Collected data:
▼
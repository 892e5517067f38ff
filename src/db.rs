//! Database lifecycle manager - single-flight open, close, reopen, delete
//!
//! One physical connection, no pool. Concurrent `open()` callers never race a
//! second physical open: the first caller becomes the opener, later callers
//! wait on a watch channel and resolve to the same shared connection instance.
//! `open()` runs schema creation (fresh store) or the migration engine
//! (existing store) before publishing the connection.

use crate::schema::Schema;
use crate::storage::migrate::{self, SchemaVersionHook};
use crate::storage::{CURRENT_INTERNAL_VERSION, ddl};
use crate::{Error, Result};
use rusqlite::{Connection, OptionalExtension, params};
use std::path::{Path, PathBuf};
use std::sync::Arc;
use std::sync::atomic::{AtomicUsize, Ordering};
use tokio::sync::{Mutex, watch};

/// The single shared connection handle published by a successful open.
///
/// Callers lock it for the duration of one logical operation; everything
/// downstream of `open()` assumes exclusive, sequential access.
pub type SharedConnection = Arc<Mutex<Connection>>;

/// Where the database lives
#[derive(Debug, Clone)]
enum Location {
    Memory,
    File(PathBuf),
}

#[derive(Default)]
struct Inner {
    conn: Option<SharedConnection>,
    /// Present while a physical open is in flight; waiters clone this
    /// receiver and re-check after it fires
    pending: Option<watch::Receiver<bool>>,
}

/// Owns the connection lifecycle for one database
pub struct Database {
    schema: Arc<Schema>,
    location: Location,
    hook: SchemaVersionHook,
    inner: Mutex<Inner>,
    physical_opens: AtomicUsize,
}

impl Database {
    /// Database backed by a file on disk (created on first open)
    pub fn at_path(schema: Arc<Schema>, path: impl Into<PathBuf>) -> Self {
        Self::new(schema, Location::File(path.into()))
    }

    /// In-memory database (for testing); `delete()` reduces to `close()`
    pub fn in_memory(schema: Arc<Schema>) -> Self {
        Self::new(schema, Location::Memory)
    }

    fn new(schema: Arc<Schema>, location: Location) -> Self {
        Self {
            schema,
            location,
            hook: migrate::default_version_hook(),
            inner: Mutex::new(Inner::default()),
            physical_opens: AtomicUsize::new(0),
        }
    }

    /// Install the hook invoked on a user schema version mismatch
    pub fn with_version_hook(mut self, hook: SchemaVersionHook) -> Self {
        self.hook = hook;
        self
    }

    /// The schema this database was built against
    pub fn schema(&self) -> &Schema {
        &self.schema
    }

    /// Open the database, creating or migrating its physical storage.
    ///
    /// Idempotent and safe under concurrent callers: exactly one physical
    /// open happens per open/close cycle, and every caller resolves to the
    /// same connection instance.
    pub async fn open(&self) -> Result<SharedConnection> {
        loop {
            let mut inner = self.inner.lock().await;
            if let Some(conn) = &inner.conn {
                return Ok(conn.clone());
            }
            if let Some(rx) = &inner.pending {
                let mut rx = rx.clone();
                drop(inner);
                // wait for the in-flight open, then re-check: it may have failed
                let _ = rx.changed().await;
                continue;
            }

            // this caller becomes the opener
            let (tx, rx) = watch::channel(false);
            inner.pending = Some(rx);
            drop(inner);

            let result = self.physical_open();

            let mut inner = self.inner.lock().await;
            inner.pending = None;
            match result {
                Ok(conn) => {
                    let shared: SharedConnection = Arc::new(Mutex::new(conn));
                    inner.conn = Some(shared.clone());
                    drop(inner);
                    let _ = tx.send(true);
                    return Ok(shared);
                }
                Err(e) => {
                    drop(inner);
                    let _ = tx.send(true);
                    return Err(e);
                }
            }
        }
    }

    /// Close the database, dropping the shared connection handle.
    ///
    /// Waits out any in-flight open first so the state machine never skips
    /// from Opening back to Closed underneath the opener.
    pub async fn close(&self) {
        loop {
            let mut inner = self.inner.lock().await;
            if let Some(rx) = &inner.pending {
                let mut rx = rx.clone();
                drop(inner);
                let _ = rx.changed().await;
                continue;
            }
            inner.conn = None;
            return;
        }
    }

    /// Close, then open again
    pub async fn reopen(&self) -> Result<SharedConnection> {
        self.close().await;
        self.open().await
    }

    /// Close, then destroy all physical storage (the database file and its
    /// WAL/SHM siblings). Not transactional with respect to concurrent
    /// callers; callers must ensure no concurrent access.
    pub async fn delete(&self) -> Result<()> {
        self.close().await;
        if let Location::File(path) = &self.location {
            remove_if_present(path)?;
            remove_if_present(&sibling(path, "-wal"))?;
            remove_if_present(&sibling(path, "-shm"))?;
        }
        Ok(())
    }

    /// Whether a connection is currently published
    pub async fn is_open(&self) -> bool {
        self.inner.lock().await.conn.is_some()
    }

    fn physical_open(&self) -> Result<Connection> {
        self.physical_opens.fetch_add(1, Ordering::SeqCst);
        let mut conn = match &self.location {
            Location::Memory => Connection::open_in_memory()?,
            Location::File(path) => {
                if let Some(parent) = path.parent() {
                    if !parent.as_os_str().is_empty() && !parent.exists() {
                        std::fs::create_dir_all(parent)?;
                    }
                }
                Connection::open(path)?
            }
        };
        conn.execute_batch("PRAGMA busy_timeout = 5000;")?;

        if is_initialized(&conn)? {
            migrate::run(&mut conn, &self.schema, &self.hook)?;
        } else {
            self.create_schema(&mut conn)?;
        }
        Ok(conn)
    }

    /// First-run creation path: all DDL plus the initial version rows, one
    /// transaction.
    fn create_schema(&self, conn: &mut Connection) -> Result<()> {
        let tx = conn.transaction()?;
        for stmt in ddl::creation_statements(&self.schema) {
            tx.execute(&stmt, [])?;
        }
        tx.execute(
            r#"INSERT INTO "__VERSION__" (version) VALUES (?1)"#,
            params![self.schema.version()],
        )?;
        tx.execute(
            r#"INSERT INTO "__INTERNAL_VERSION__" (version) VALUES (?1)"#,
            params![CURRENT_INTERNAL_VERSION],
        )?;
        tx.commit()?;
        tracing::info!(
            "Created database schema at user version {} (format {})",
            self.schema.version(),
            CURRENT_INTERNAL_VERSION
        );
        Ok(())
    }

    #[cfg(test)]
    fn times_physically_opened(&self) -> usize {
        self.physical_opens.load(Ordering::SeqCst)
    }
}

/// A database is initialized once a user version row exists; a store with no
/// version row at all takes the creation path instead of migration.
fn is_initialized(conn: &Connection) -> Result<bool> {
    let table: Option<i64> = conn
        .query_row(
            "SELECT 1 FROM sqlite_master WHERE type = 'table' AND name = ?1",
            [ddl::VERSION_TABLE],
            |row| row.get(0),
        )
        .optional()?;
    if table.is_none() {
        return Ok(false);
    }
    let row: Option<i64> = conn
        .query_row(r#"SELECT version FROM "__VERSION__""#, [], |row| row.get(0))
        .optional()?;
    Ok(row.is_some())
}

fn sibling(path: &Path, suffix: &str) -> PathBuf {
    let mut name = path.as_os_str().to_os_string();
    name.push(suffix);
    PathBuf::from(name)
}

fn remove_if_present(path: &Path) -> std::result::Result<(), Error> {
    match std::fs::remove_file(path) {
        Ok(()) => Ok(()),
        Err(e) if e.kind() == std::io::ErrorKind::NotFound => Ok(()),
        Err(e) => Err(e.into()),
    }
}

#[cfg(test)]
mod tests {
    use super::*;
    use crate::schema::tests::solar_system;
    use crate::storage::migrate;

    fn database() -> Arc<Database> {
        Arc::new(Database::in_memory(Arc::new(solar_system())))
    }

    #[tokio::test]
    async fn test_open_is_idempotent() {
        let db = database();
        let first = db.open().await.unwrap();
        let second = db.open().await.unwrap();
        assert!(Arc::ptr_eq(&first, &second));
        assert_eq!(db.times_physically_opened(), 1);
    }

    #[tokio::test]
    async fn test_concurrent_opens_are_single_flight() {
        let db = database();
        let mut handles = Vec::new();
        for _ in 0..8 {
            let db = db.clone();
            handles.push(tokio::spawn(async move { db.open().await.unwrap() }));
        }
        let mut connections = Vec::new();
        for handle in handles {
            connections.push(handle.await.unwrap());
        }
        for conn in &connections {
            assert!(Arc::ptr_eq(conn, &connections[0]));
        }
        assert_eq!(db.times_physically_opened(), 1);
    }

    #[tokio::test]
    async fn test_close_and_reopen_cycle() {
        let db = database();
        let first = db.open().await.unwrap();
        assert!(db.is_open().await);

        db.close().await;
        assert!(!db.is_open().await);

        let second = db.open().await.unwrap();
        assert!(!Arc::ptr_eq(&first, &second));
        assert_eq!(db.times_physically_opened(), 2);
    }

    #[tokio::test]
    async fn test_fresh_store_gets_version_rows() {
        let db = database();
        let conn = db.open().await.unwrap();
        let guard = conn.lock().await;
        assert_eq!(migrate::stored_schema_version(&guard).unwrap(), 1);
        assert_eq!(
            migrate::stored_internal_version(&guard).unwrap(),
            CURRENT_INTERNAL_VERSION
        );
    }

    #[tokio::test]
    async fn test_file_store_survives_reopen_and_delete() {
        let dir = tempfile::tempdir().unwrap();
        let path = dir.path().join("cache.db");
        let schema = Arc::new(solar_system());

        let db = Database::at_path(schema.clone(), &path);
        let conn = db.open().await.unwrap();
        {
            let guard = conn.lock().await;
            guard
                .execute(
                    r#"INSERT INTO "planet" (id, attributes) VALUES ('jupiter', NULL)"#,
                    [],
                )
                .unwrap();
        }
        db.close().await;
        assert!(path.exists());

        // reopen sees the same rows
        let conn = db.open().await.unwrap();
        {
            let guard = conn.lock().await;
            let count: i64 = guard
                .query_row(r#"SELECT COUNT(*) FROM "planet""#, [], |row| row.get(0))
                .unwrap();
            assert_eq!(count, 1);
        }

        // delete destroys the physical store entirely
        db.delete().await.unwrap();
        assert!(!path.exists());
    }

    #[tokio::test]
    async fn test_existing_store_runs_migration_on_open() {
        let dir = tempfile::tempdir().unwrap();
        let path = dir.path().join("cache.db");

        // build a format-1 store on disk
        {
            let conn = Connection::open(&path).unwrap();
            conn.execute_batch(
                r#"
                CREATE TABLE "__VERSION__" (version NUMERIC);
                INSERT INTO "__VERSION__" (version) VALUES (1);
                CREATE TABLE "__INTERNAL_VERSION__" (version NUMERIC);
                INSERT INTO "__INTERNAL_VERSION__" (version) VALUES (1);
                CREATE TABLE "planet" (id TEXT PRIMARY KEY, "name" TEXT, "order" NUMERIC, "inhabited" INTEGER);
                INSERT INTO "planet" VALUES ('jupiter', 'Jupiter', 5, 0);
                CREATE TABLE "moon" (id TEXT PRIMARY KEY, "name" TEXT);
                CREATE TABLE "star" (id TEXT PRIMARY KEY, "name" TEXT);
                "#,
            )
            .unwrap();
        }

        let db = Database::at_path(Arc::new(solar_system()), &path);
        let conn = db.open().await.unwrap();
        let guard = conn.lock().await;
        assert_eq!(
            migrate::stored_internal_version(&guard).unwrap(),
            CURRENT_INTERNAL_VERSION
        );
        let blob: Option<String> = guard
            .query_row(r#"SELECT attributes FROM "planet" WHERE id = 'jupiter'"#, [], |row| {
                row.get(0)
            })
            .unwrap();
        assert!(blob.unwrap().contains("Jupiter"));
    }
}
▲
Go through the lines above. Select every one that has the string "Ordering".

use std::sync::atomic::{AtomicUsize, Ordering};
        self.physical_opens.fetch_add(1, Ordering::SeqCst);
        self.physical_opens.load(Ordering::SeqCst)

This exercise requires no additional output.